Restate the records below word for word.
Material supplied: Begin
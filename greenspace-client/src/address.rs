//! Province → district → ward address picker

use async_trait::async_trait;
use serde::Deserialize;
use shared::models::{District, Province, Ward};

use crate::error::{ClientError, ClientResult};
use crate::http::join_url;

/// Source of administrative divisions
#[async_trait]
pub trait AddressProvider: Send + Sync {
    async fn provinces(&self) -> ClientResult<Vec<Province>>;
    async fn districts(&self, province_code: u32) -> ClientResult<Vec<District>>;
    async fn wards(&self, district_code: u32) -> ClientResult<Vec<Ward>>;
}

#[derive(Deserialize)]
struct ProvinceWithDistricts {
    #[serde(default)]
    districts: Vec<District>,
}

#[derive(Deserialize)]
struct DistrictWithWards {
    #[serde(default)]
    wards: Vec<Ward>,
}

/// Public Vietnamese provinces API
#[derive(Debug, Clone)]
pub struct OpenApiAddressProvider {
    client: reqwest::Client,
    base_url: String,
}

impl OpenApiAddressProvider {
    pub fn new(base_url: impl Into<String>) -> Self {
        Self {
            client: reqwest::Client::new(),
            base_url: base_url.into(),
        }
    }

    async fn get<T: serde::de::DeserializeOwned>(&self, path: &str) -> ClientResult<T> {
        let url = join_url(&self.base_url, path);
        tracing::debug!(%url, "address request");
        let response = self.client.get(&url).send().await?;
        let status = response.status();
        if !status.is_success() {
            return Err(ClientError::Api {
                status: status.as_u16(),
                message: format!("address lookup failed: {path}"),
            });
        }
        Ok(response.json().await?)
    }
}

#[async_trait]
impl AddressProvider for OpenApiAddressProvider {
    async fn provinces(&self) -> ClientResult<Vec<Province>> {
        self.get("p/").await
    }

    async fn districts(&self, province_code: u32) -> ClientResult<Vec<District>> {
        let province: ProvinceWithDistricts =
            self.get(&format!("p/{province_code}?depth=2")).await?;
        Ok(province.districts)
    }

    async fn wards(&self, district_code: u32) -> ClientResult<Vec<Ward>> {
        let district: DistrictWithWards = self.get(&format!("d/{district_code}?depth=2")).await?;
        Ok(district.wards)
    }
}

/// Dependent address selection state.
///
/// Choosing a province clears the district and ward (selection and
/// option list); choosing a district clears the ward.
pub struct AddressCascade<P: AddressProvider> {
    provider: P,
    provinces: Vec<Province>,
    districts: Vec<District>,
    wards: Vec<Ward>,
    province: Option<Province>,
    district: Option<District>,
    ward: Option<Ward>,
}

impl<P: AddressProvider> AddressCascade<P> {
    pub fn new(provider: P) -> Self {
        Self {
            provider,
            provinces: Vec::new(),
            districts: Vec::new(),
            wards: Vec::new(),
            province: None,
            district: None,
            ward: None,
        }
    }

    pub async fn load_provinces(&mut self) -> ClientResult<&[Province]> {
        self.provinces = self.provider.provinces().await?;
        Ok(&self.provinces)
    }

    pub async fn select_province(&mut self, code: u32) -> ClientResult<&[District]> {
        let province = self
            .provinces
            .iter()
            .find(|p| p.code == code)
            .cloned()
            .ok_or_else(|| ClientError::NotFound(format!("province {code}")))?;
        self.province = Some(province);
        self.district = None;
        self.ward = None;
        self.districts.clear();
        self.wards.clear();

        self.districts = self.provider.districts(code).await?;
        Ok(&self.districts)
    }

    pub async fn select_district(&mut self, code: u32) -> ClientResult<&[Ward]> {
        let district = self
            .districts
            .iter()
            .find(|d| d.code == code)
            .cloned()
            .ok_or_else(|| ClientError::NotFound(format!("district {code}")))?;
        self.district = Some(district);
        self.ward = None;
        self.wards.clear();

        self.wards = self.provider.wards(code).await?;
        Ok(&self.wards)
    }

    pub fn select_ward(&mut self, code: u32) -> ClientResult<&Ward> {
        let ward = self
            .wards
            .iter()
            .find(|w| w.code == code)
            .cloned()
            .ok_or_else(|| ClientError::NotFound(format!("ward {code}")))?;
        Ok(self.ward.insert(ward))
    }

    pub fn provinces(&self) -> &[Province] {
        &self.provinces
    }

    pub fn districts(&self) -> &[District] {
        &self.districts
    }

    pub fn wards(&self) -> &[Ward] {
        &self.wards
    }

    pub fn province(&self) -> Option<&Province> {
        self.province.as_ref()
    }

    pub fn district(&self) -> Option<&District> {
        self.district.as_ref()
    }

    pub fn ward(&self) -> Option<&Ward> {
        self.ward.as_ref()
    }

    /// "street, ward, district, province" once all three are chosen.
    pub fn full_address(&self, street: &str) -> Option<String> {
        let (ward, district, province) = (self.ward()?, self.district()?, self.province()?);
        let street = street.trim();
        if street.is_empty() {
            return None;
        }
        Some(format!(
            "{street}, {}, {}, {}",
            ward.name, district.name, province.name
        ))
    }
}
Material supplied: End
### [Output of the task]
filename greenspace-client/src/address.rs
//! Province → district → ward address picker

use async_trait::async_trait;
use serde::Deserialize;
use shared::models::{District, Province, Ward};

use crate::error::{ClientError, ClientResult};
use crate::http::join_url;

/// Source of administrative divisions
#[async_trait]
pub trait AddressProvider: Send + Sync {
    async fn provinces(&self) -> ClientResult<Vec<Province>>;
    async fn districts(&self, province_code: u32) -> ClientResult<Vec<District>>;
    async fn wards(&self, district_code: u32) -> ClientResult<Vec<Ward>>;
}

#[derive(Deserialize)]
struct ProvinceWithDistricts {
    #[serde(default)]
    districts: Vec<District>,
}

#[derive(Deserialize)]
struct DistrictWithWards {
    #[serde(default)]
    wards: Vec<Ward>,
}

/// Public Vietnamese provinces API
#[derive(Debug, Clone)]
pub struct OpenApiAddressProvider {
    client: reqwest::Client,
    base_url: String,
}

impl OpenApiAddressProvider {
    pub fn new(base_url: impl Into<String>) -> Self {
        Self {
            client: reqwest::Client::new(),
            base_url: base_url.into(),
        }
    }

    async fn get<T: serde::de::DeserializeOwned>(&self, path: &str) -> ClientResult<T> {
        let url = join_url(&self.base_url, path);
        tracing::debug!(%url, "address request");
        let response = self.client.get(&url).send().await?;
        let status = response.status();
        if !status.is_success() {
            return Err(ClientError::Api {
                status: status.as_u16(),
                message: format!("address lookup failed: {path}"),
            });
        }
        Ok(response.json().await?)
    }
}

#[async_trait]
impl AddressProvider for OpenApiAddressProvider {
    async fn provinces(&self) -> ClientResult<Vec<Province>> {
        self.get("p/").await
    }

    async fn districts(&self, province_code: u32) -> ClientResult<Vec<District>> {
        let province: ProvinceWithDistricts =
            self.get(&format!("p/{province_code}?depth=2")).await?;
        Ok(province.districts)
    }

    async fn wards(&self, district_code: u32) -> ClientResult<Vec<Ward>> {
        let district: DistrictWithWards = self.get(&format!("d/{district_code}?depth=2")).await?;
        Ok(district.wards)
    }
}

/// Dependent address selection state.
///
/// Choosing a province clears the district and ward (selection and
/// option list); choosing a district clears the ward.
pub struct AddressCascade<P: AddressProvider> {
    provider: P,
    provinces: Vec<Province>,
    districts: Vec<District>,
    wards: Vec<Ward>,
    province: Option<Province>,
    district: Option<District>,
    ward: Option<Ward>,
}

impl<P: AddressProvider> AddressCascade<P> {
    pub fn new(provider: P) -> Self {
        Self {
            provider,
            provinces: Vec::new(),
            districts: Vec::new(),
            wards: Vec::new(),
            province: None,
            district: None,
            ward: None,
        }
    }

    pub async fn load_provinces(&mut self) -> ClientResult<&[Province]> {
        self.provinces = self.provider.provinces().await?;
        Ok(&self.provinces)
    }

    pub async fn select_province(&mut self, code: u32) -> ClientResult<&[District]> {
        let province = self
            .provinces
            .iter()
            .find(|p| p.code == code)
            .cloned()
            .ok_or_else(|| ClientError::NotFound(format!("province {code}")))?;
        self.province = Some(province);
        self.district = None;
        self.ward = None;
        self.districts.clear();
        self.wards.clear();

        self.districts = self.provider.districts(code).await?;
        Ok(&self.districts)
    }

    pub async fn select_district(&mut self, code: u32) -> ClientResult<&[Ward]> {
        let district = self
            .districts
            .iter()
            .find(|d| d.code == code)
            .cloned()
            .ok_or_else(|| ClientError::NotFound(format!("district {code}")))?;
        self.district = Some(district);
        self.ward = None;
        self.wards.clear();

        self.wards = self.provider.wards(code).await?;
        Ok(&self.wards)
    }

    pub fn select_ward(&mut self, code: u32) -> ClientResult<&Ward> {
        let ward = self
            .wards
            .iter()
            .find(|w| w.code == code)
            .cloned()
            .ok_or_else(|| ClientError::NotFound(format!("ward {code}")))?;
        Ok(self.ward.insert(ward))
    }

    pub fn provinces(&self) -> &[Province] {
        &self.provinces
    }

    pub fn districts(&self) -> &[District] {
        &self.districts
    }

    pub fn wards(&self) -> &[Ward] {
        &self.wards
    }

    pub fn province(&self) -> Option<&Province> {
        self.province.as_ref()
    }

    pub fn district(&self) -> Option<&District> {
        self.district.as_ref()
    }

    pub fn ward(&self) -> Option<&Ward> {
        self.ward.as_ref()
    }

    /// "street, ward, district, province" once all three are chosen.
    pub fn full_address(&self, street: &str) -> Option<String> {
        let (ward, district, province) = (self.ward()?, self.district()?, self.province()?);
        let street = street.trim();
        if street.is_empty() {
            return None;
        }
        Some(format!(
            "{street}, {}, {}, {}",
            ward.name, district.name, province.name
        ))
    }
}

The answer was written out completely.